Was the Compromise of 1850 a Good Thing or a Bad Thing?

In defending Millard Fillmore’s performance in helping to engineer the Compromise of 1850, I have encountered flack on several occasions. The objections do not focus on Millard or the efficacy of his efforts. Rather, the complaints are, in effect, that the Compromise was a Bad Thing, not a Good Thing; therefore, Fillmore should be blamed, rather than praised, for his actions.

The proposition that the Compromise was a Bad Thing, in turn, appears to rest upon two assertions. First, if the North had held firm, and not appeased the South, the South would have capitulated. There would have been no war, and indeed, a firm, uncompromising position might have utterly discredited the proto-secessionists, eliminating the threat of war in the future. In short, if the North had not caved, not only would there have been no war in 1850-51, there might have been no war in 1860-61, or ever.

The second sub-assertion is that, even if war would have resulted, well, that was a risk worth taking. The North defeated the South when the South foolishly seceded in 1860-61, and the North would have won if the crisis had come to blows ten years earlier.

Both of these are, in effect, “what if” questions, and as such not susceptible of definitive response. Nonetheless, I’m in the midst of rereading David M. Potter’s The Impending Crisis, and I’m sure that I can do no better that he in discussing these issues. (Also, I’m sure that Professor Potter’s opinions are far more persuasive than mine.) So here, brief, is Professor Potter.

On the first sub-issue, Professor Potter clearly believes that, if the Compromise had not been reached, war would likely have resulted. Professor Potter noted, with apparent sympathy, that “Daniel Webster was not alone in believing that ‘if General Taylor had lived, we should have had civil war.’” Several pages later, he made his position clear (emphasis added):
No historian can declare with certitude [whether war would have resulted if the North had held firm]. What then can he say? He can say that in 1832 and again in 1861, people also faced crises in which some thought the danger of disunion was exaggerated, that it would die down if firmly handled and not encouraged by “appeasement.” In 1832 this proved at least partially right, though concessions were certainly made; in 1861, it turned out to be wrong. Were the dangers of 1850 more like those of 1832 or of 1861? In my opinion, the evidence, on balance, indicates that by 1850 southern resistance to the free-soil position was so strong and widespread that if the Union were to be preserved, the South had either to be conciliated or to be coerced. It is true that disunionists in the South began to lose ground to the southern moderates long before the Compromise was enacted, but I believe this was because compromise was confidently expected and the South distinctly preferred compromise to disunion.

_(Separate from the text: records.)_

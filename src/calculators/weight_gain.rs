//! Pregnancy weight gain evaluator
//!
//! BMI-bucketed recommended gain (IOM bands), adjusted for twins, with the
//! expected weight at a given week interpolated linearly over 40 weeks.

use serde::Serialize;

use super::error::{CalcError, CalcResult};
use super::form::{float_or, int_or, FormValue};

const METERS_PER_INCH: f64 = 0.0254;
const KG_PER_LB: f64 = 0.453_592_37;
const TERM_WEEKS: f64 = 40.0;
const TWINS_EXTRA: (f64, f64) = (10.0, 15.0);

/// BMI category for the pre-pregnancy weight
#[derive(Debug, Clone, Copy, PartialEq, Eq, Serialize)]
#[serde(rename_all = "snake_case")]
pub enum BmiCategory {
    Underweight,
    Normal,
    Overweight,
    Obese,
}

impl BmiCategory {
    /// Upper bounds are exclusive. A BMI in [24.9, 25) matches neither the
    /// normal nor the overweight band and falls through to obese.
    pub fn for_bmi(bmi: f64) -> Self {
        if bmi < 18.5 {
            BmiCategory::Underweight
        } else if bmi < 24.9 {
            BmiCategory::Normal
        } else if (25.0..29.9).contains(&bmi) {
            BmiCategory::Overweight
        } else {
            BmiCategory::Obese
        }
    }

    /// Recommended total gain for a single pregnancy, in lbs
    pub fn recommended_range(&self) -> (f64, f64) {
        match self {
            BmiCategory::Underweight => (28.0, 40.0),
            BmiCategory::Normal => (25.0, 35.0),
            BmiCategory::Overweight => (15.0, 25.0),
            BmiCategory::Obese => (11.0, 20.0),
        }
    }

    pub fn as_str(&self) -> &'static str {
        match self {
            BmiCategory::Underweight => "Underweight",
            BmiCategory::Normal => "Normal weight",
            BmiCategory::Overweight => "Overweight",
            BmiCategory::Obese => "Obese",
        }
    }
}

/// Body measurements in feet/inches and pounds
#[derive(Debug, Clone, Copy, PartialEq, Default, Serialize)]
pub struct BodyMetrics {
    pub height_feet: f64,
    pub height_inches: f64,
    pub current_weight: f64,
    pub pre_pregnancy_weight: f64,
    pub week: i64,
    pub twins: bool,
}

/// Raw weight-gain form fields
#[derive(Debug, Clone, Default)]
pub struct WeightGainForm {
    pub height_ft: Option<FormValue>,
    pub height_in: Option<FormValue>,
    pub current_weight: Option<FormValue>,
    pub pre_pregnancy_weight: Option<FormValue>,
    pub week: Option<FormValue>,
    pub twins: Option<FormValue>,
}

impl BodyMetrics {
    /// Missing fields count as zero; anything non-numeric is rejected
    pub fn from_form(form: &WeightGainForm) -> CalcResult<Self> {
        let metrics = (|| -> Result<Self, String> {
            Ok(Self {
                height_feet: float_or(form.height_ft.as_ref(), 0.0, "height_ft")?,
                height_inches: float_or(form.height_in.as_ref(), 0.0, "height_in")?,
                current_weight: float_or(form.current_weight.as_ref(), 0.0, "current_weight")?,
                pre_pregnancy_weight: float_or(
                    form.pre_pregnancy_weight.as_ref(),
                    0.0,
                    "pre_pregnancy_weight",
                )?,
                week: int_or(form.week.as_ref(), 0, "week")?,
                twins: form.twins.as_ref().is_some_and(FormValue::is_checked),
            })
        })();
        metrics.map_err(CalcError::InvalidMetrics)
    }

    pub fn height_meters(&self) -> f64 {
        (self.height_feet * 12.0 + self.height_inches) * METERS_PER_INCH
    }
}

#[derive(Debug, Clone, Copy, PartialEq, Serialize)]
pub struct WeightGainResult {
    pub bmi: f64,
    pub category: BmiCategory,
    pub recommended_range_lbs: (f64, f64),
    pub expected_weight_range_lbs: (f64, f64),
    pub actual_gain_lbs: f64,
}

impl WeightGainResult {
    pub fn weight_gain_range(&self) -> String {
        format_range(self.recommended_range_lbs)
    }

    /// Always one decimal, e.g. "130.0 - 130.0 lbs"
    pub fn expected_weight_range(&self) -> String {
        let (min, max) = self.expected_weight_range_lbs;
        format!("{:.1} - {:.1} lbs", min, max)
    }

    pub fn actual_weight_gain(&self) -> String {
        format!("{:.1} lbs", self.actual_gain_lbs)
    }
}

/// Guideline bands are whole pounds, e.g. "25 - 35 lbs"
fn format_range((min, max): (f64, f64)) -> String {
    format!("{} - {} lbs", min, max)
}

fn round1(value: f64) -> f64 {
    (value * 10.0).round() / 10.0
}

/// Evaluate weight gain. `week` is not clamped, so weeks past 40 extrapolate.
pub fn compute_weight_gain(metrics: &BodyMetrics) -> CalcResult<WeightGainResult> {
    let inputs = [
        metrics.height_feet,
        metrics.height_inches,
        metrics.current_weight,
        metrics.pre_pregnancy_weight,
    ];
    if inputs.iter().any(|v| !v.is_finite()) {
        return Err(CalcError::InvalidMetrics("values must be finite".to_string()));
    }

    let height_m = metrics.height_meters();
    if height_m <= 0.0 {
        return Err(CalcError::InvalidMetrics("height must be greater than zero".to_string()));
    }

    // weights are entered in pounds, BMI is kg/m^2
    let bmi = metrics.pre_pregnancy_weight * KG_PER_LB / (height_m * height_m);
    let category = BmiCategory::for_bmi(bmi);

    let (mut min_gain, mut max_gain) = category.recommended_range();
    if metrics.twins {
        min_gain += TWINS_EXTRA.0;
        max_gain += TWINS_EXTRA.1;
    }

    let progress = metrics.week as f64 / TERM_WEEKS;
    let expected_min = metrics.pre_pregnancy_weight + min_gain * progress;
    let expected_max = metrics.pre_pregnancy_weight + max_gain * progress;

    Ok(WeightGainResult {
        bmi: round1(bmi),
        category,
        recommended_range_lbs: (min_gain, max_gain),
        expected_weight_range_lbs: (round1(expected_min), round1(expected_max)),
        actual_gain_lbs: round1(metrics.current_weight - metrics.pre_pregnancy_weight),
    })
}

#[cfg(test)]
mod tests {
    use super::*;

    fn metrics(feet: f64, inches: f64, pre: f64, current: f64, week: i64, twins: bool) -> BodyMetrics {
        BodyMetrics {
            height_feet: feet,
            height_inches: inches,
            current_weight: current,
            pre_pregnancy_weight: pre,
            week,
            twins,
        }
    }

    #[test]
    fn test_normal_bmi_bucket() {
        let result = compute_weight_gain(&metrics(5.0, 5.0, 130.0, 145.0, 20, false)).unwrap();
        assert_eq!(result.bmi, 21.6);
        assert_eq!(result.category, BmiCategory::Normal);
        assert_eq!(result.recommended_range_lbs, (25.0, 35.0));
        assert_eq!(result.expected_weight_range_lbs, (142.5, 147.5));
        assert_eq!(result.actual_gain_lbs, 15.0);
        assert_eq!(result.weight_gain_range(), "25 - 35 lbs");
        assert_eq!(result.actual_weight_gain(), "15.0 lbs");
    }

    #[test]
    fn test_twins_adjustment() {
        let result = compute_weight_gain(&metrics(5.0, 5.0, 130.0, 130.0, 0, true)).unwrap();
        assert_eq!(result.recommended_range_lbs, (35.0, 50.0));
        assert_eq!(result.expected_weight_range_lbs, (130.0, 130.0));
        assert_eq!(result.weight_gain_range(), "35 - 50 lbs");
        assert_eq!(result.expected_weight_range(), "130.0 - 130.0 lbs");
        assert_eq!(result.actual_weight_gain(), "0.0 lbs");
    }

    #[test]
    fn test_zero_height_is_invalid() {
        let result = compute_weight_gain(&metrics(0.0, 0.0, 130.0, 140.0, 10, false));
        assert!(matches!(result, Err(CalcError::InvalidMetrics(_))));
    }

    #[test]
    fn test_week_is_not_clamped() {
        let result = compute_weight_gain(&metrics(5.0, 5.0, 130.0, 130.0, 80, false)).unwrap();
        assert_eq!(result.expected_weight_range_lbs, (180.0, 200.0));
    }

    #[test]
    fn test_bucket_edges() {
        assert_eq!(BmiCategory::for_bmi(18.4), BmiCategory::Underweight);
        assert_eq!(BmiCategory::for_bmi(18.5), BmiCategory::Normal);
        assert_eq!(BmiCategory::for_bmi(24.89), BmiCategory::Normal);
        assert_eq!(BmiCategory::for_bmi(24.9), BmiCategory::Obese);
        assert_eq!(BmiCategory::for_bmi(24.95), BmiCategory::Obese);
        assert_eq!(BmiCategory::for_bmi(25.0), BmiCategory::Overweight);
        assert_eq!(BmiCategory::for_bmi(29.89), BmiCategory::Overweight);
        assert_eq!(BmiCategory::for_bmi(29.9), BmiCategory::Obese);
    }

    #[test]
    fn test_bmi_between_bands_gets_obese_range() {
        // 5'5", 149.95 lb rounds to a BMI of 25.0 but is just under it unrounded
        let result = compute_weight_gain(&metrics(5.0, 5.0, 149.95, 149.95, 0, false)).unwrap();
        assert_eq!(result.bmi, 25.0);
        assert_eq!(result.category, BmiCategory::Obese);
        assert_eq!(result.recommended_range_lbs, (11.0, 20.0));
    }

    #[test]
    fn test_from_form() {
        let form = WeightGainForm {
            height_ft: Some(FormValue::Text("5".into())),
            height_in: Some(FormValue::Number(5.0)),
            current_weight: Some(FormValue::Text("145".into())),
            pre_pregnancy_weight: Some(FormValue::Number(130.0)),
            week: Some(FormValue::Text("20".into())),
            twins: Some(FormValue::Text("on".into())),
        };
        let parsed = BodyMetrics::from_form(&form).unwrap();
        assert_eq!(parsed, metrics(5.0, 5.0, 130.0, 145.0, 20, true));

        let bad = WeightGainForm {
            current_weight: Some(FormValue::Text("heavy".into())),
            ..Default::default()
        };
        assert!(matches!(BodyMetrics::from_form(&bad), Err(CalcError::InvalidMetrics(_))));
    }
}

On the second sub-issue, Professor Potter is more equivocal, but he clearly has doubts as to whether the Union would have prevailed in a military conflict in 1850-51:
If [Zachary Taylor] was wrong, his policy would have forced the North to face the supreme test of war for the Union before it had attained the preponderance of strength, or the technological sinews, or the conviction of national unity which enabled it to win the war that finally came in 1861.

* * *

[T]he decade of delay was also a decade of growth in physical strength, cohesiveness, and technological resources which enabled the Union to face the supreme challenge far more effectively.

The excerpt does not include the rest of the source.